Wall Street Analysts Forecast
Based on the one-year price targets offered by 12 analysts, the average target price for Cameco Corp (CCJ, Financial) is $57.04 with a high estimate of $64.41 and a low estimate of $42.23. The average target implies an upside of 11.45% from the current price of $51.18. More detailed estimate data can be found on the Cameco Corp (CCJ) Forecast page.
Based on the consensus recommendation from 13 brokerage firms, Cameco Corp's (CCJ, Financial) average brokerage recommendation is currently 1.7, indicating "Outperform" status. The rating scale ranges from 1 to 5, where 1 signifies Strong Buy, and 5 denotes Sell.
Based on GuruFocus estimates, the estimated GF Value for Cameco Corp (CCJ, Financial) in one year is $49.12, suggesting a downside of 4.03% from the current price of $51.18. GF Value is GuruFocus' estimate of the fair value that the stock should be traded at. It is calculated based on the historical multiples the stock has traded at previously, as well as past business growth and the future estimates of the business' performance. More detailed data can be found on the Cameco Corp (CCJ) Summary page.
CCJ Key Business Developments
Release Date: May 01, 2025
- Revenue: Up 24% in Q1 2025.
- Gross Profit: Increased by 44% in Q1 2025.

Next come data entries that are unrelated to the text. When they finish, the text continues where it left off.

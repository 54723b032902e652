use crate::core::errors::ExchangeError;
use crate::core::kernel::envelope;
use crate::core::kernel::nonce::{ClockNonce, NonceSource};
use crate::core::kernel::signer::Signer;
use async_trait::async_trait;
use reqwest::Client;
use serde_json::Value;
use std::sync::Arc;
use tracing::{instrument, trace};

/// Status and fully-read body of an HTTP exchange
#[derive(Debug, Clone, PartialEq, Eq)]
pub struct RawResponse {
    pub status: u16,
    pub body: Vec<u8>,
}

/// HTTP transport collaborator
///
/// Implementations must read the whole body even for non-200 responses so
/// the underlying connection can be reused.
#[async_trait]
pub trait Transport: Send + Sync {
    async fn get(&self, url: &str) -> Result<RawResponse, ExchangeError>;

    async fn post(
        &self,
        url: &str,
        headers: &[(&'static str, String)],
        body: Vec<u8>,
    ) -> Result<RawResponse, ExchangeError>;
}

/// `Transport` over a reqwest connection pool
#[derive(Clone, Debug)]
pub struct ReqwestTransport {
    client: Client,
}

impl ReqwestTransport {
    pub fn new(client: Client) -> Self {
        Self { client }
    }

    async fn read(response: reqwest::Response) -> Result<RawResponse, ExchangeError> {
        let status = response.status().as_u16();
        let body = response.bytes().await.map_err(|e| {
            ExchangeError::NetworkError(format!("Failed to read response body: {}", e))
        })?;

        Ok(RawResponse {
            status,
            body: body.to_vec(),
        })
    }
}

#[async_trait]
impl Transport for ReqwestTransport {
    async fn get(&self, url: &str) -> Result<RawResponse, ExchangeError> {
        let response = self
            .client
            .get(url)
            .send()
            .await
            .map_err(|e| ExchangeError::NetworkError(format!("Request failed: {}", e)))?;

        Self::read(response).await
    }

    async fn post(
        &self,
        url: &str,
        headers: &[(&'static str, String)],
        body: Vec<u8>,
    ) -> Result<RawResponse, ExchangeError> {
        let mut request = self.client.post(url);
        for (key, value) in headers {
            request = request.header(*key, value);
        }

        let response = request
            .body(body)
            .send()
            .await
            .map_err(|e| ExchangeError::NetworkError(format!("Request failed: {}", e)))?;

        Self::read(response).await
    }
}

/// REST client trait for the exchange's two calling conventions
#[async_trait]
pub trait RestClient: Send + Sync {
    /// Unauthenticated GET of `path` below the API prefix
    async fn call_public(&self, path: &str) -> Result<Value, ExchangeError>;

    /// Signed, form-encoded POST of `params` to `path` below the API prefix
    ///
    /// Callers must not pass `key`, `signature` or `nonce`; those are injected.
    async fn call_private(
        &self,
        path: &str,
        params: &[(&str, String)],
    ) -> Result<Value, ExchangeError>;
}

/// Configuration for the REST client
#[derive(Clone, Debug)]
pub struct RestClientConfig {
    /// Scheme and host, e.g. `https://www.bitstamp.net`
    pub base_url: String,
    /// Fixed path prefix every endpoint is appended to
    pub api_prefix: String,
    /// Exchange name for logging and tracing
    pub exchange_name: String,
    /// Request timeout in seconds
    pub timeout_seconds: u64,
    pub user_agent: String,
}

impl RestClientConfig {
    pub fn new(base_url: String, exchange_name: String) -> Self {
        Self {
            base_url,
            api_prefix: "/api/v2/".to_string(),
            exchange_name,
            timeout_seconds: 30,
            user_agent: "stampx/0.1".to_string(),
        }
    }

    /// Set the request timeout
    pub fn with_timeout(mut self, timeout_seconds: u64) -> Self {
        self.timeout_seconds = timeout_seconds;
        self
    }

    pub fn with_api_prefix(mut self, api_prefix: String) -> Self {
        self.api_prefix = api_prefix;
        self
    }

    /// Set the user agent string
    pub fn with_user_agent(mut self, user_agent: String) -> Self {
        self.user_agent = user_agent;
        self
    }
}

/// Builder for creating REST client instances
pub struct RestClientBuilder {
    config: RestClientConfig,
    signer: Option<Arc<dyn Signer>>,
    nonce: Arc<dyn NonceSource>,
}

impl RestClientBuilder {
    pub fn new(config: RestClientConfig) -> Self {
        Self {
            config,
            signer: None,
            nonce: Arc::new(ClockNonce),
        }
    }

    /// Set the signer for private requests
    pub fn with_signer(mut self, signer: Arc<dyn Signer>) -> Self {
        self.signer = Some(signer);
        self
    }

    /// Replace the wall-clock nonce source
    pub fn with_nonce_source(mut self, nonce: Arc<dyn NonceSource>) -> Self {
        self.nonce = nonce;
        self
    }

    /// Build a client on top of reqwest
    pub fn build(self) -> Result<ExchangeRest<ReqwestTransport>, ExchangeError> {
        let client = Client::builder()
            .timeout(std::time::Duration::from_secs(self.config.timeout_seconds))
            .user_agent(&self.config.user_agent)
            .build()?;

        Ok(self.build_with_transport(ReqwestTransport::new(client)))
    }

    /// Build a client on top of a caller-supplied transport
    pub fn build_with_transport<T: Transport>(self, transport: T) -> ExchangeRest<T> {
        ExchangeRest {
            transport,
            config: self.config,
            signer: self.signer,
            nonce: self.nonce,
        }
    }
}

/// `RestClient` implementation over any `Transport`
#[derive(Clone)]
pub struct ExchangeRest<T = ReqwestTransport> {
    transport: T,
    config: RestClientConfig,
    signer: Option<Arc<dyn Signer>>,
    nonce: Arc<dyn NonceSource>,
}

impl<T> std::fmt::Debug for ExchangeRest<T> {
    fn fmt(&self, f: &mut std::fmt::Formatter<'_>) -> std::fmt::Result {
        f.debug_struct("ExchangeRest")
            .field("config", &self.config)
            .field("has_signer", &self.signer.is_some())
            .finish_non_exhaustive()
    }
}

impl<T: Transport> ExchangeRest<T> {
    pub fn config(&self) -> &RestClientConfig {
        &self.config
    }

    pub fn can_sign(&self) -> bool {
        self.signer.is_some()
    }

    /// Build the full URL for an endpoint path
    fn build_url(&self, path: &str) -> String {
        format!(
            "{}{}{}",
            self.config.base_url.trim_end_matches('/'),
            self.config.api_prefix,
            path.trim_start_matches('/')
        )
    }
}

/// Form-encode caller params followed by the auth fields
pub fn encode_form(params: &[(&str, String)], auth: &[(String, String)]) -> String {
    url::form_urlencoded::Serializer::new(String::new())
        .extend_pairs(params.iter().map(|(k, v)| (*k, v.as_str())))
        .extend_pairs(auth.iter().map(|(k, v)| (k.as_str(), v.as_str())))
        .finish()
}

#[async_trait]
impl<T: Transport> RestClient for ExchangeRest<T> {
    #[instrument(skip(self), fields(exchange = %self.config.exchange_name))]
    async fn call_public(&self, path: &str) -> Result<Value, ExchangeError> {
        let url = self.build_url(path);
        let response = self.transport.get(&url).await?;
        trace!(status = response.status, bytes = response.body.len(), "public response");

        envelope::parse(&response.body, response.status)
    }

    #[instrument(skip(self, params), fields(exchange = %self.config.exchange_name, param_count = params.len()))]
    async fn call_private(
        &self,
        path: &str,
        params: &[(&str, String)],
    ) -> Result<Value, ExchangeError> {
        let signer = self.signer.as_ref().ok_or_else(|| {
            ExchangeError::AuthError(
                "Authentication required but no credentials configured".to_string(),
            )
        })?;

        let nonce = self.nonce.next_nonce();
        let auth = signer.sign_request(nonce)?;
        let body = encode_form(params, &auth);

        let headers = [
            (
                "Content-Type",
                "application/x-www-form-urlencoded".to_string(),
            ),
            ("Content-Length", body.len().to_string()),
            ("Accept", "application/json".to_string()),
        ];

        let url = self.build_url(path);
        let response = self.transport.post(&url, &headers, body.into_bytes()).await?;
        trace!(status = response.status, bytes = response.body.len(), "private response");

        envelope::parse(&response.body, response.status)
    }
}

#[cfg(test)]
mod tests {
    use super::*;

    #[test]
    fn test_build_url_joins_prefix() {
        let rest = RestClientBuilder::new(RestClientConfig::new(
            "https://www.bitstamp.net/".to_string(),
            "bitstamp".to_string(),
        ))
        .build()
        .unwrap();
        assert_eq!(
            rest.build_url("ticker/btcusd/"),
            "https://www.bitstamp.net/api/v2/ticker/btcusd/"
        );
        assert_eq!(
            rest.build_url("/balance/"),
            "https://www.bitstamp.net/api/v2/balance/"
        );
    }

    #[test]
    fn test_encode_form_orders_params_before_auth() {
        let body = encode_form(
            &[("amount", "0.5".to_string()), ("price", "100".to_string())],
            &[
                ("key".to_string(), "k".to_string()),
                ("signature".to_string(), "AB".to_string()),
                ("nonce".to_string(), "1".to_string()),
            ],
        );
        assert_eq!(body, "amount=0.5&price=100&key=k&signature=AB&nonce=1");
    }

    #[test]
    fn test_encode_form_escapes_values() {
        let body = encode_form(&[("note", "a b&c".to_string())], &[]);
        assert_eq!(body, "note=a+b%26c");
    }
}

- Adjusted Net Earnings: Up 52% in Q1 2025.
- Adjusted EBITDA: Increased by 5% in Q1 2025.
- Westinghouse Segment Net Loss: Expected annual net loss of $20 million to $70 million in 2025.
- Westinghouse Adjusted EBITDA: Improved by 19% compared to Q1 last year.
- Uranium Production: 6 million pounds in Q1 2025, slightly higher than 5.8 million pounds in Q1 last year.
- Fuel Services Production: Up 5% over Q1 last year.
- Long-term Uranium Price: Increased from $68 per pound in January 2024 to around $80 per pound.
- Cash Flow: Strong cash flow generation expected in 2025.
- Term Loan Repayment: Final repayment of USD200 million made in January 2025.
- Cash Distribution from Westinghouse: USD49 million received in February.
- Cash Dividend from JV Inkai: USD87 million net of withholdings received in April.
For the complete transcript of the earnings call, please refer to the full earnings call transcript.
Positive Points
- Cameco Corp (CCJ, Financial) reported a strong financial performance in Q1 2025, with revenue up 24%, gross profit up 44%, and adjusted net earnings up 52%.
- The company successfully repaid the remaining USD 200 million of a USD 600 million term loan used for the Westinghouse acquisition, indicating a strong balance sheet.
- Cameco Corp (CCJ) is well-positioned in the nuclear fuel cycle with premier Tier 1 assets and investments across the reactor life cycle.
- The long-term demand outlook for nuclear energy remains positive, with significant commitments to nuclear energy projects globally, including new reactor approvals in China and Poland.
- Cameco Corp (CCJ) maintains a strong cash flow generation outlook for 2025, supported by a disciplined financial strategy and a robust contract portfolio.
Negative Points
- The uranium market is experiencing a lack of long-term utility contracting necessary to support both brownfield expansion and new projects.
- Cameco Corp (CCJ) faces ongoing geopolitical and trade policy uncertainties, including potential tariffs and Section 232 investigations in the US.
- The Westinghouse segment reported a net loss in Q1 2025 due to normal quarterly variations and ongoing amortization of intangible assets.
- There are risks associated with the production targets at JV Inkai, including ongoing acid and supply chain challenges.
- The company remains in supply discipline, indicating that the uranium segment has not yet reached replacement rate contracting, which requires financial conservatism.